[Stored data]
■ ■ ■ ■

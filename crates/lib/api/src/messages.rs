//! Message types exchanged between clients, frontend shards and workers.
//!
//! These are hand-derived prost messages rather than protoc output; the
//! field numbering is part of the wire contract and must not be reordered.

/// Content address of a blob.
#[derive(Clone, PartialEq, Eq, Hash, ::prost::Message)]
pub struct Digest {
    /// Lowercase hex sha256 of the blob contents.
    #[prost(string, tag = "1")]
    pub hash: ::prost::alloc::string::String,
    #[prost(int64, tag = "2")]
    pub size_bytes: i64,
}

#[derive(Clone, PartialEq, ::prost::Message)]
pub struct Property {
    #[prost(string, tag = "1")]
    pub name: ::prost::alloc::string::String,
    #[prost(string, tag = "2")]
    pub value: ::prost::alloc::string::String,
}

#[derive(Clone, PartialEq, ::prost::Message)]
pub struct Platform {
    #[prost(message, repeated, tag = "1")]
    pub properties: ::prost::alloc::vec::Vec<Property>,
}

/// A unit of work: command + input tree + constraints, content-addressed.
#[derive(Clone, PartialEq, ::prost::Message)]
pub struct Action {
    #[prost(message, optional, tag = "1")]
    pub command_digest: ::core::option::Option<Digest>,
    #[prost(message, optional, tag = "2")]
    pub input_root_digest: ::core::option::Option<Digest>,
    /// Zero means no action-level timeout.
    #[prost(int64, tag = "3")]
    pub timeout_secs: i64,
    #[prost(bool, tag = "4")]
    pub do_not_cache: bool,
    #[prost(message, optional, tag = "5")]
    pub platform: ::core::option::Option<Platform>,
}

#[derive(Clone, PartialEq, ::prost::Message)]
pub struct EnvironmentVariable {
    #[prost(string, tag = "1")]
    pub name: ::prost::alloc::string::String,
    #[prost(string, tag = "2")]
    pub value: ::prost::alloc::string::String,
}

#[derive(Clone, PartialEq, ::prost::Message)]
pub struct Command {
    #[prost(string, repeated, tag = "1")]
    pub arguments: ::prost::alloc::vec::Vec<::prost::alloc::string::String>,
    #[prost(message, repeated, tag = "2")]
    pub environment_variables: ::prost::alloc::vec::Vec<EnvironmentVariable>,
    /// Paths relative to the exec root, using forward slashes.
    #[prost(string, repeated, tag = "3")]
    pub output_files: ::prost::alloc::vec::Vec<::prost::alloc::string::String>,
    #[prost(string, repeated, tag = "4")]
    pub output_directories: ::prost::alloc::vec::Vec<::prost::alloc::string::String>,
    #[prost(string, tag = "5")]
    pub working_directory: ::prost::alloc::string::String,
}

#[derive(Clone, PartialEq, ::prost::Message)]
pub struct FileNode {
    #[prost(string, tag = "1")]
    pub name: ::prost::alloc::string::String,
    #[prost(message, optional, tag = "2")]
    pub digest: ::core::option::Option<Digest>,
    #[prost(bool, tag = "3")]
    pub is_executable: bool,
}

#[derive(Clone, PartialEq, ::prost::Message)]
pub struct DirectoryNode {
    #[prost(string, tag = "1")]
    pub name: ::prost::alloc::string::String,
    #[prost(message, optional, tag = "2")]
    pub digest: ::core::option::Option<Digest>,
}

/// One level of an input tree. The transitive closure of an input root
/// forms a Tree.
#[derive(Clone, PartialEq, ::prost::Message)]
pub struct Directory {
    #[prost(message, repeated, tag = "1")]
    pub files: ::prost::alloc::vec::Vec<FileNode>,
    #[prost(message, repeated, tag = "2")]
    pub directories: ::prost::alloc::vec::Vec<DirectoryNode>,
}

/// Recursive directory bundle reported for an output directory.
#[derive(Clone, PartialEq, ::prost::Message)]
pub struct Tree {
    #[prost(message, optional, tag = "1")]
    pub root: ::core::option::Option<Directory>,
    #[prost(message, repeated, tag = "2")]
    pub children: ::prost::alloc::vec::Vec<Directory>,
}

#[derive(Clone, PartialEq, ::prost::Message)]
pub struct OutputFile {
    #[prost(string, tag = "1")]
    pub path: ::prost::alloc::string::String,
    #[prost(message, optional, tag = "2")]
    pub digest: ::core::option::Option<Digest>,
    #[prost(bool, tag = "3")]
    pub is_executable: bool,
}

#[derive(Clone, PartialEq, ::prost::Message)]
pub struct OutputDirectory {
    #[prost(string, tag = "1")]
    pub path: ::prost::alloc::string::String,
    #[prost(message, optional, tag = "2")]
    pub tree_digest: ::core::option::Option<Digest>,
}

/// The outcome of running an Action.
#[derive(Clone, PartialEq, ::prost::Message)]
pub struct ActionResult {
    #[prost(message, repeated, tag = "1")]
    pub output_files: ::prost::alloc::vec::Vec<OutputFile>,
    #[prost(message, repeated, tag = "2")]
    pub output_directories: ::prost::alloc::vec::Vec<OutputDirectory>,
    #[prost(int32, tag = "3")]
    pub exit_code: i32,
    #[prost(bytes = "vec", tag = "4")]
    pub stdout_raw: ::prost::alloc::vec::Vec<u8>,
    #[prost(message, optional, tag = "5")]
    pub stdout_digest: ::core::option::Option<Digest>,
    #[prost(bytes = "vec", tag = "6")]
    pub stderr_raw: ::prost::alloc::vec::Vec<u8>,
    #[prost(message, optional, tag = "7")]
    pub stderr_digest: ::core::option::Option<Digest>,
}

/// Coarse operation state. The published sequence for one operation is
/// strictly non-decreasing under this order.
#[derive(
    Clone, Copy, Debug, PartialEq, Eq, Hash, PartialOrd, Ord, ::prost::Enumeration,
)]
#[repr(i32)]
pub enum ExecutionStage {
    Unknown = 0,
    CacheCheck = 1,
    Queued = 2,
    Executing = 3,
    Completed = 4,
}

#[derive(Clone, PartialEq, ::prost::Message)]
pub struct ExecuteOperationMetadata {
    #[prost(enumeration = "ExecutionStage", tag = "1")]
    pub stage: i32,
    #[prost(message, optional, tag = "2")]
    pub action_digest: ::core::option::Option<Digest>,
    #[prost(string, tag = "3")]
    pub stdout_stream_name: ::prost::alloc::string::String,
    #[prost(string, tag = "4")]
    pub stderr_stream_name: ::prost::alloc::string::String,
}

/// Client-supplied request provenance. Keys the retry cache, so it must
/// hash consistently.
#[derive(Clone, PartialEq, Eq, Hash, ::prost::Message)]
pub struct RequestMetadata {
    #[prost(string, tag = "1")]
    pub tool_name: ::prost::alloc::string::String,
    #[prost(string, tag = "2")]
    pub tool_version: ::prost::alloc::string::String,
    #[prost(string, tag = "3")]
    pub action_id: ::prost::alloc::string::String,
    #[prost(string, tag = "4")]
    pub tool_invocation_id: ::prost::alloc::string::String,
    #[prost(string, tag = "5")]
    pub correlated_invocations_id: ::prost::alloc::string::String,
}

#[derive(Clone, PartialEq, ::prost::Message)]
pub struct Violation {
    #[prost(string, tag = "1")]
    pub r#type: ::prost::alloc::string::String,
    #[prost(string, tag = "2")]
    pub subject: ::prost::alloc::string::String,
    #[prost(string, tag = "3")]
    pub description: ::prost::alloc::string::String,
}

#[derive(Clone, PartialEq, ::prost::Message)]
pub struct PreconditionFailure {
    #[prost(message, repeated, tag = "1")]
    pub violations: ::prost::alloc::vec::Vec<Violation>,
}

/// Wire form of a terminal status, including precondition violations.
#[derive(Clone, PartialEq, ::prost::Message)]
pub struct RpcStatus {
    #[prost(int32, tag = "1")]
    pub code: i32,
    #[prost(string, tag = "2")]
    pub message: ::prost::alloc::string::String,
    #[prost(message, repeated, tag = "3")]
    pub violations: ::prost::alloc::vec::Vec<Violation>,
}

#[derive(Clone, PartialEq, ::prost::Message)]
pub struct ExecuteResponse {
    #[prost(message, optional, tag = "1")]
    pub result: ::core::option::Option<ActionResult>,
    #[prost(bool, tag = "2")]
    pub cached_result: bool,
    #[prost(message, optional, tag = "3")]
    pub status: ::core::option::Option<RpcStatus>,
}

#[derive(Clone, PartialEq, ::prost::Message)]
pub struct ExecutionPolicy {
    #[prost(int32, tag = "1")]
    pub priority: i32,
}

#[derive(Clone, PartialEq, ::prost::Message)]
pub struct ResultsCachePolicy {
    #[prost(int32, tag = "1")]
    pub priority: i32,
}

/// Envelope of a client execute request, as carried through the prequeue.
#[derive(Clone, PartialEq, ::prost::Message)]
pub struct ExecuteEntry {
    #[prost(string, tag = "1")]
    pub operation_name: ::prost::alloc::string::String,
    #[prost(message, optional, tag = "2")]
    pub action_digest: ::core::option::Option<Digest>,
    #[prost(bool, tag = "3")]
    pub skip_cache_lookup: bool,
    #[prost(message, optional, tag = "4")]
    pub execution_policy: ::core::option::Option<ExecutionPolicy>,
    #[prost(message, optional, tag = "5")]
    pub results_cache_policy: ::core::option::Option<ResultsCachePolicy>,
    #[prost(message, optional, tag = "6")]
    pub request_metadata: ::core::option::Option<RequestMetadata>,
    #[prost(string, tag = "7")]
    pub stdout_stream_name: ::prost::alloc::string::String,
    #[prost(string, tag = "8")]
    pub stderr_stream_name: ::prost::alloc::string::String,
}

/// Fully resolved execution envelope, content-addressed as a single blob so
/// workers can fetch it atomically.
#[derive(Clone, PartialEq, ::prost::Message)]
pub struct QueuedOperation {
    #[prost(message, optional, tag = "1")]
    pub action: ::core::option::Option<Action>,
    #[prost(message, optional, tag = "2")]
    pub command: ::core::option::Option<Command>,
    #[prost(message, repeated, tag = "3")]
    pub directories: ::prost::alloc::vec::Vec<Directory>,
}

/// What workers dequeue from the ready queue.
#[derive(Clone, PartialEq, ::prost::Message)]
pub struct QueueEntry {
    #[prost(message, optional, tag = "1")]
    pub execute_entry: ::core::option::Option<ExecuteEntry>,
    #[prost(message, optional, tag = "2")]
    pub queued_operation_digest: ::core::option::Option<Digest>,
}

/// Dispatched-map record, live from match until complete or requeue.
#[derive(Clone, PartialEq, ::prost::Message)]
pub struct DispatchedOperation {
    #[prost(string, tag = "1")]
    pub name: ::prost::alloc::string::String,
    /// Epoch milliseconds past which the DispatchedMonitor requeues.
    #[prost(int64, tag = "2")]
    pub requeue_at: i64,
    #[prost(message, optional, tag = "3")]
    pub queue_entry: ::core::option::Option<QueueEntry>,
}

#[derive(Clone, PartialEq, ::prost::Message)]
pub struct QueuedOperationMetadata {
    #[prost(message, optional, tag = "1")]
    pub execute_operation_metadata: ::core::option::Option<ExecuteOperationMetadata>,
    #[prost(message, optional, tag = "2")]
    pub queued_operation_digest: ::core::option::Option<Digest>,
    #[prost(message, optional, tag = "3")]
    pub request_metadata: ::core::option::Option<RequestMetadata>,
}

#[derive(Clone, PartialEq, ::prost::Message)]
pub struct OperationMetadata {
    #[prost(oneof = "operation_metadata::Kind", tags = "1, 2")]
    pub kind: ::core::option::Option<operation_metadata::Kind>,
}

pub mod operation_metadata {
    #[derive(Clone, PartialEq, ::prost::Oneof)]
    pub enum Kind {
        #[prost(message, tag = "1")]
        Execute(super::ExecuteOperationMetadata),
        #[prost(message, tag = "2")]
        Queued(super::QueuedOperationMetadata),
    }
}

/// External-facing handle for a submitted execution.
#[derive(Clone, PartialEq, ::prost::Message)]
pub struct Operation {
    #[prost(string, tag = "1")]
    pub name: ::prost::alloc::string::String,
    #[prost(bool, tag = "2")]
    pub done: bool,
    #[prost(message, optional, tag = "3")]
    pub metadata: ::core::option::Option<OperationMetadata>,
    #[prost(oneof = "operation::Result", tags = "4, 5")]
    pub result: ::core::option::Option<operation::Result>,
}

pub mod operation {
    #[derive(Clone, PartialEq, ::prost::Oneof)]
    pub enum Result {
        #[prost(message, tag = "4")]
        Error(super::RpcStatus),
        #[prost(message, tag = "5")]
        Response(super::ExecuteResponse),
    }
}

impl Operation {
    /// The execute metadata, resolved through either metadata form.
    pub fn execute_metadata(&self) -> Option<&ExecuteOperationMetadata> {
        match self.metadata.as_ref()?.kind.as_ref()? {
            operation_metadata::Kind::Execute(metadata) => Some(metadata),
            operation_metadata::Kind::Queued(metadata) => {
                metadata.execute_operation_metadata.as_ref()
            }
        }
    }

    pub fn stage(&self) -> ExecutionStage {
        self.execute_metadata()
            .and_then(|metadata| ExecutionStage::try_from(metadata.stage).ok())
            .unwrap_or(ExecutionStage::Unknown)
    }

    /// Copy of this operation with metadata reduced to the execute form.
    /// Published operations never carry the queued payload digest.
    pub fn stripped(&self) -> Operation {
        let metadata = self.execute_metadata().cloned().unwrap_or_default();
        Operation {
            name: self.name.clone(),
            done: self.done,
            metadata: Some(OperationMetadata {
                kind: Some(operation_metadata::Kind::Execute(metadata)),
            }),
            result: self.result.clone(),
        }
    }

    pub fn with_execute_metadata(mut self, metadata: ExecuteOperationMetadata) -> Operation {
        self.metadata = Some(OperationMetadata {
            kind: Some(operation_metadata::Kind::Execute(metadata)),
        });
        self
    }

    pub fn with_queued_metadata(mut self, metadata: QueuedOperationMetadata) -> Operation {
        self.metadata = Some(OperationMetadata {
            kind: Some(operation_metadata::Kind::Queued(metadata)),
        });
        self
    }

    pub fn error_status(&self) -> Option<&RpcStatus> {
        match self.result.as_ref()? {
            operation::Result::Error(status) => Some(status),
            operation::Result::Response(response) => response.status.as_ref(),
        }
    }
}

■ ■ ■ ■

ACTION ITEM
In the entries above, find the line holding "pub struct ExecuteEntry" and the line holding "pub struct DispatchedOperation", then retype exactly those two lines and every line between them, and nothing else.

SOLUTION FOR THIS PROBLEM
pub struct ExecuteEntry {
    #[prost(string, tag = "1")]
    pub operation_name: ::prost::alloc::string::String,
    #[prost(message, optional, tag = "2")]
    pub action_digest: ::core::option::Option<Digest>,
    #[prost(bool, tag = "3")]
    pub skip_cache_lookup: bool,
    #[prost(message, optional, tag = "4")]
    pub execution_policy: ::core::option::Option<ExecutionPolicy>,
    #[prost(message, optional, tag = "5")]
    pub results_cache_policy: ::core::option::Option<ResultsCachePolicy>,
    #[prost(message, optional, tag = "6")]
    pub request_metadata: ::core::option::Option<RequestMetadata>,
    #[prost(string, tag = "7")]
    pub stdout_stream_name: ::prost::alloc::string::String,
    #[prost(string, tag = "8")]
    pub stderr_stream_name: ::prost::alloc::string::String,
}

/// Fully resolved execution envelope, content-addressed as a single blob so
/// workers can fetch it atomically.
#[derive(Clone, PartialEq, ::prost::Message)]
pub struct QueuedOperation {
    #[prost(message, optional, tag = "1")]
    pub action: ::core::option::Option<Action>,
    #[prost(message, optional, tag = "2")]
    pub command: ::core::option::Option<Command>,
    #[prost(message, repeated, tag = "3")]
    pub directories: ::prost::alloc::vec::Vec<Directory>,
}

/// What workers dequeue from the ready queue.
#[derive(Clone, PartialEq, ::prost::Message)]
pub struct QueueEntry {
    #[prost(message, optional, tag = "1")]
    pub execute_entry: ::core::option::Option<ExecuteEntry>,
    #[prost(message, optional, tag = "2")]
    pub queued_operation_digest: ::core::option::Option<Digest>,
}

/// Dispatched-map record, live from match until complete or requeue.
#[derive(Clone, PartialEq, ::prost::Message)]
pub struct DispatchedOperation {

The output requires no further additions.